Öteden beri söylüyorum; ‘Ucuz hesaplar yapmak ve bu ucuz hesaplarla ittifaklar kurmak, kurmaya çabalamak hiç kimseye yarar getirmez!’

Dahası ‘İlkesel bir tutum takınmayan hiçbir oluşum veya hiçbir kimse, yaşadığı toplumu asla ikna edemez!’ Düşünün bir kere, karşımızda malzemesi ve donanımı gayet iyi ve de bol olan karizmatik bir hatip var. Üstelik o şahsiyet tarihsel ve kendine göre uhrevi(!) bir görevi ve ödevi yerine getireceğine inanarak bu yola çıkmış, son aşamaya gelmiş durumdadır. O ve onlar için dava budur. O davanın başarıya ulaşması ve egemen kılınması için izlenen yol da bellidir. Şöyle ki; ‘Din ve milliyetçilik’ kolay pazarlanan ve eleştirisi gayet güç kavramlardır. Buna karşılık günümüzde ‘Özgürlük, Adalet, Eşitlik’ kavramlarının 'müşterisi yok' denecek kadar azdır. O halde yapılacak şey bellidir. Bazı meseleler vardır ki, tartışmaya açıp, ricat ettiğiniz yani geri çekildiğinizde vakit kaybedersiniz. ‘Laiklik’ kavramı bunun başında gelir. Bakmayın geçmişte hemen herkesin şimdi ise bazılarının ‘laiklik’ diye haykırdığına, bağırdığına...

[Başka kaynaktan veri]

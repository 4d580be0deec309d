//! Subprocess execution for the build pipeline.
//!
//! Every external tool (wget, tar, make, git, qemu-img, mkfs.ext4, mount)
//! is invoked through [`Cmd`], which provides:
//!
//! - a builder for program + args + working directory
//! - uniform fail-fast behavior: non-zero exit becomes an error unless
//!   [`Cmd::allow_fail`] was set
//! - custom error messages with install hints via [`Cmd::error_msg`]
//!
//! Two execution modes:
//!
//! - [`Cmd::run`] captures stdout/stderr (for probes like `uname -m` or `df`)
//! - [`Cmd::run_interactive`] inherits the terminal so the user sees
//!   compiler/download progress; the command line is echoed first

use anyhow::{Context, Result};
use std::os::unix::fs::PermissionsExt;
use std::path::{Path, PathBuf};
use std::process::{Command, Stdio};

/// Builder for an external command invocation.
pub struct Cmd {
    program: String,
    args: Vec<String>,
    cwd: Option<PathBuf>,
    error_msg: Option<String>,
    allow_fail: bool,
}

/// Captured result of a [`Cmd::run`] invocation.
#[derive(Debug)]
pub struct CmdResult {
    /// Exit code, if the process exited normally.
    pub code: Option<i32>,
    /// Captured standard output.
    pub stdout: String,
    /// Captured standard error.
    pub stderr: String,
}

impl CmdResult {
    /// True if the command exited with status 0.
    pub fn success(&self) -> bool {
        self.code == Some(0)
    }
}

impl Cmd {
    /// Start building an invocation of `program`.
    pub fn new(program: &str) -> Self {
        Self {
            program: program.to_string(),
            args: Vec::new(),
            cwd: None,
            error_msg: None,
            allow_fail: false,
        }
    }

    /// Append a single argument.
    pub fn arg(mut self, arg: impl AsRef<str>) -> Self {
        self.args.push(arg.as_ref().to_string());
        self
    }

    /// Append several arguments.
    pub fn args<I, S>(mut self, args: I) -> Self
    where
        I: IntoIterator<Item = S>,
        S: AsRef<str>,
    {
        for arg in args {
            self.args.push(arg.as_ref().to_string());
        }
        self
    }

    /// Append a path argument (lossy conversion; build paths are UTF-8).
    pub fn arg_path(mut self, path: impl AsRef<Path>) -> Self {
        self.args
            .push(path.as_ref().to_string_lossy().into_owned());
        self
    }

    /// Run the command from `dir` instead of the current directory.
    pub fn cwd(mut self, dir: impl AsRef<Path>) -> Self {
        self.cwd = Some(dir.as_ref().to_path_buf());
        self
    }

    /// Message to use when the command fails (typically with an install hint).
    pub fn error_msg(mut self, msg: impl Into<String>) -> Self {
        self.error_msg = Some(msg.into());
        self
    }

    /// Do not treat a non-zero exit as an error; the caller inspects the result.
    pub fn allow_fail(mut self) -> Self {
        self.allow_fail = true;
        self
    }

    /// The full command line, for echoing and diagnostics.
    pub fn command_line(&self) -> String {
        let mut line = self.program.clone();
        for arg in &self.args {
            line.push(' ');
            line.push_str(arg);
        }
        line
    }

    fn build(&self) -> Command {
        let mut cmd = Command::new(&self.program);
        cmd.args(&self.args);
        if let Some(dir) = &self.cwd {
            cmd.current_dir(dir);
        }
        cmd
    }

    fn failure(&self, detail: String) -> anyhow::Error {
        match &self.error_msg {
            Some(msg) => anyhow::anyhow!("{}\n{}", msg, detail),
            None => anyhow::anyhow!("{}", detail),
        }
    }

    /// Run, capturing stdout and stderr.
    ///
    /// Non-zero exit is an error unless [`Cmd::allow_fail`] was set.
    pub fn run(self) -> Result<CmdResult> {
        let output = self
            .build()
            .stdin(Stdio::null())
            .output()
            .with_context(|| format!("Failed to run '{}'. Is it installed?", self.program))?;

        let result = CmdResult {
            code: output.status.code(),
            stdout: String::from_utf8_lossy(&output.stdout).into_owned(),
            stderr: String::from_utf8_lossy(&output.stderr).into_owned(),
        };

        if !result.success() && !self.allow_fail {
            let stderr = result.stderr.trim();
            let detail = if stderr.is_empty() {
                format!("'{}' exited with {:?}", self.command_line(), result.code)
            } else {
                format!(
                    "'{}' exited with {:?}:\n{}",
                    self.command_line(),
                    result.code,
                    stderr
                )
            };
            return Err(self.failure(detail));
        }

        Ok(result)
    }

    /// Run with inherited stdio so progress is visible on the terminal.
    ///
    /// Echoes the command line first; non-zero exit is an error unless
    /// [`Cmd::allow_fail`] was set.
    pub fn run_interactive(self) -> Result<()> {
        println!("  $ {}", self.command_line());

        let status = self
            .build()
            .status()
            .with_context(|| format!("Failed to run '{}'. Is it installed?", self.program))?;

        if !status.success() && !self.allow_fail {
            let detail = format!("'{}' exited with {}", self.command_line(), status);
            return Err(self.failure(detail));
        }

        Ok(())
    }
}

/// Directories searched after $PATH; mkfs.ext4 and mount commonly live in
/// sbin, which unprivileged user PATHs omit.
const EXTRA_TOOL_DIRS: &[&str] = &["/usr/sbin", "/sbin", "/usr/local/sbin"];

/// Find a tool on $PATH (plus the sbin directories), returning its full path.
pub fn which(tool: &str) -> Option<String> {
    let path_var = std::env::var_os("PATH")?;
    let candidates = std::env::split_paths(&path_var)
        .chain(EXTRA_TOOL_DIRS.iter().map(PathBuf::from));

    for dir in candidates {
        let candidate = dir.join(tool);
        if is_executable(&candidate) {
            return Some(candidate.to_string_lossy().into_owned());
        }
    }
    None
}

/// True if `tool` is available on this host.
pub fn exists(tool: &str) -> bool {
    which(tool).is_some()
}

fn is_executable(path: &Path) -> bool {
    path.is_file()
        && std::fs::metadata(path)
            .map(|m| m.permissions().mode() & 0o111 != 0)
            .unwrap_or(false)
}

#[cfg(test)]
mod tests {
    use super::*;

    #[test]
    fn test_run_captures_stdout() {
        let result = Cmd::new("echo").args(["hello"]).run().unwrap();
        assert!(result.success());
        assert_eq!(result.stdout.trim(), "hello");
    }

    #[test]
    fn test_failing_command_is_an_error() {
        assert!(Cmd::new("false").run().is_err());
    }

    #[test]
    fn test_allow_fail_suppresses_error() {
        let result = Cmd::new("false").allow_fail().run().unwrap();
        assert!(!result.success());
    }

    #[test]
    fn test_error_msg_is_reported() {
        let err = Cmd::new("false")
            .error_msg("false failed. Install: nothing, it ships with coreutils")
            .run()
            .unwrap_err();
        assert!(format!("{:#}", err).contains("false failed"));
    }

    #[test]
    fn test_missing_program_is_an_error() {
        assert!(Cmd::new("definitely_not_a_real_command_12345").run().is_err());
    }

    #[test]
    fn test_command_line_formatting() {
        let cmd = Cmd::new("tar").args(["-xf", "kernel.tar.xz", "-C", "work"]);
        assert_eq!(cmd.command_line(), "tar -xf kernel.tar.xz -C work");
    }

    #[test]
    fn test_which_finds_sh() {
        // sh exists on any Unix system.
        assert!(which("sh").is_some());
    }

    #[test]
    fn test_which_missing_tool() {
        assert!(which("definitely_not_a_real_command_12345").is_none());
    }

    #[test]
    fn test_exists() {
        assert!(exists("sh"));
        assert!(!exists("definitely_not_a_real_command_12345"));
    }
}
//! OS-level build dependency installation.
//!
//! The pipeline needs a compiler toolchain, download tools, and QEMU from
//! the host distribution. Both apt and dnf hosts are supported; the package
//! manager is probed at runtime and each gets its distribution's package
//! spellings (`libncurses-dev` vs `ncurses-devel`).

use anyhow::{bail, Result};

use crate::process::{self, Cmd};

/// Packages installed on apt hosts.
const APT_PACKAGES: &[&str] = &[
    "qemu",
    "gcc",
    "make",
    "wget",
    "git",
    "libncurses-dev",
    "bison",
    "flex",
];

/// Packages installed on dnf hosts.
const DNF_PACKAGES: &[&str] = &[
    "qemu",
    "gcc",
    "make",
    "wget",
    "git",
    "ncurses-devel",
    "bison",
    "flex",
];

/// Supported host package managers.
#[derive(Debug, Clone, Copy, PartialEq, Eq)]
pub enum PackageManager {
    Apt,
    Dnf,
}

impl PackageManager {
    /// Probe the host for a supported package manager.
    pub fn detect() -> Result<Self> {
        if process::exists("apt-get") {
            Ok(PackageManager::Apt)
        } else if process::exists("dnf") {
            Ok(PackageManager::Dnf)
        } else {
            bail!(
                "No supported package manager found (apt-get or dnf).\n\
                 Install the build dependencies manually:\n\
                 gcc, make, wget, git, bison, flex, ncurses headers, qemu"
            )
        }
    }

    /// Command name of this package manager.
    pub fn name(&self) -> &'static str {
        match self {
            PackageManager::Apt => "apt-get",
            PackageManager::Dnf => "dnf",
        }
    }

    /// Packages to install, in this distribution's spellings.
    pub fn packages(&self) -> &'static [&'static str] {
        match self {
            PackageManager::Apt => APT_PACKAGES,
            PackageManager::Dnf => DNF_PACKAGES,
        }
    }

    /// Run the installation. Needs root; the error hint says so.
    pub fn install(&self) -> Result<()> {
        match self {
            PackageManager::Apt => {
                Cmd::new("apt-get")
                    .arg("update")
                    .error_msg("apt-get update failed. Run as root (or via sudo).")
                    .run_interactive()?;
                Cmd::new("apt-get")
                    .args(["install", "-y"])
                    .args(self.packages())
                    .error_msg("apt-get install failed. Run as root (or via sudo).")
                    .run_interactive()?;
            }
            PackageManager::Dnf => {
                Cmd::new("dnf")
                    .args(["install", "-y"])
                    .args(self.packages())
                    .error_msg("dnf install failed. Run as root (or via sudo).")
                    .run_interactive()?;
            }
        }
        Ok(())
    }
}

/// Detect the host package manager and install the build dependencies.
pub fn install_dependencies() -> Result<()> {
    println!("=== Installing Dependencies ===");
    let pm = PackageManager::detect()?;
    println!("  Package manager: {}", pm.name());
    println!("  Packages: {}", pm.packages().join(" "));
    pm.install()?;
    println!();
    Ok(())
}

#[cfg(test)]
mod tests {
    use super::*;

    #[test]
    fn test_package_lists_not_empty() {
        assert!(!PackageManager::Apt.packages().is_empty());
        assert!(!PackageManager::Dnf.packages().is_empty());
    }

    #[test]
    fn test_common_tools_in_both_lists() {
        for tool in ["gcc", "make", "wget", "git", "bison", "flex", "qemu"] {
            assert!(PackageManager::Apt.packages().contains(&tool));
            assert!(PackageManager::Dnf.packages().contains(&tool));
        }
    }

    #[test]
    fn test_ncurses_spellings_differ() {
        assert!(PackageManager::Apt.packages().contains(&"libncurses-dev"));
        assert!(PackageManager::Dnf.packages().contains(&"ncurses-devel"));
    }

    #[test]
    fn test_names() {
        assert_eq!(PackageManager::Apt.name(), "apt-get");
        assert_eq!(PackageManager::Dnf.name(), "dnf");
    }
}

Hani terbiyem müsait olsa o sözde laikçilere ‘Geçti Bor’un pazarı, sür eşeği Niğde’ye’ diyeceğim ama bu saatten sonra desem ne olacak demesem ne olacak ki!..

Çünkü geç algılansa ve anlaşılsa da bilhassa bugünlerde laikliğin hak ettiği anlamı ve değeri toplum nazarında anlam kazanmasından ve benimsenmesinden memnunum, hatta mutluyum. Görüyor ve yaşıyoruz, ‘laiklik’ olmadan başımıza gelenler ve de gelebilecekler ortadadır. Ancak şu an çok derin ve epeyce yakıcı bir sorunla karşı karşıyayız ve yine aynı hatayı yinelemeden bir 'direnç kalkanı' oluşturmak zorundayız. ‘Nedir bu?’ Diye soracak olursanız. Hatırlayınız lütfen, Cumhuriyet gazetesi 2007’de ‘Tehlikenin Farkında Mısınız?’ sloganıyla bir reklam kampanyası başlattığında, geniş bir liberal kitle, adeta iktidarın ekmeğine yağ sürerek tüm karşıt kitleye adeta saldırır gibi harekete geçmişti. Bugün adına FETÖ denilen o zaman ki cemaatin yatağında yatan, AKP’nin koltuk değneği sayılan bu karşıt kitlenin çoğunluğunu işte o liberal kesim, siyasal İslamcıların etki alanı dışında kalan kalabalıkları da o kutuplaşmanın etkisiyle ikna etmiş, ‘ne demek yahu, tehlikenin farkında mısınız, demek, ne tehlike var ki ortada’ diye tepki konulmasına sebep olmuştu…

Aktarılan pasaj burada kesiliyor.